For the Erasmus+ LoCoMoTion project we developed a simple spreadsheet tool that uses weighted scoring to allow you to list all the criteria that are relevant to you, indicate the relative importance of each, and then score each platform against each.  It will calculate weighted scores for each platform.  A shared version of the tool that you can copy and edit is available here [1] and a downloadable Excel version is available here [2], and you can view a video explaining its use here:
It should be said that the numerical results from this tool can and should be skeptically considered.  If the output is not as you expected or hoped, it may be because your inputs have not been carefully considered enough.  If the tool is recommending a particular platform that you do not intuitively feel is correct, consider the reasons why you feel that way and then check:

  • Do you have criteria in your list that quantify those reasons?

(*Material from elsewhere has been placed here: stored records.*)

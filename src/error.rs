//! Unified error type for the sheet-kv library.
//!
//! Every operation on the mapper and the increment coordinator returns this
//! [`Error`]. Store failures are wrapped as [`Error::Store`] and keep the
//! store's own message.

use thiserror::Error;

use crate::store::StoreError;

/// Unified error type for all sheet-kv operations.
#[derive(Error, Debug)]
pub enum Error {
    /// The store returned no rows at all, not even a header row.
    #[error("No data found")]
    EmptySheet,

    /// No data row carries the requested ID.
    #[error("ID not found: {id}")]
    NotFound { id: String },

    /// A column required by the operation is missing from the header row.
    #[error("Column '{column}' not found")]
    SchemaMissing { column: String },

    /// The score delta could not be coerced to an integer.
    #[error("Invalid score delta: {0}")]
    InvalidDelta(String),

    /// The target row changed between the read and the write.
    #[error("Row for ID {id} changed during the update, retry")]
    Conflict { id: String },

    /// The underlying store failed.
    #[error(transparent)]
    Store(#[from] StoreError),
}

/// A [`Result`] type alias using the unified [`Error`] type.
pub type Result<T> = std::result::Result<T, Error>;

impl Error {
    /// Returns `true` if this is a store failure.
    pub fn is_store(&self) -> bool {
        matches!(self, Self::Store(_))
    }

    /// Returns `true` if repeating the same call may succeed.
    pub fn is_retryable(&self) -> bool {
        matches!(self, Self::Conflict { .. })
    }
}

  • Does the weighting you have given to all criteria realistically reflect the relative importance of those reasons?

This may feel like you are manipulating the results to get the platform you want, but it also helps you to analyse more carefully the exact criteria that are influencing your choice.  In the end, it is up to you to be honest with yourself, even to the point of selecting a platform that you initially had discounted.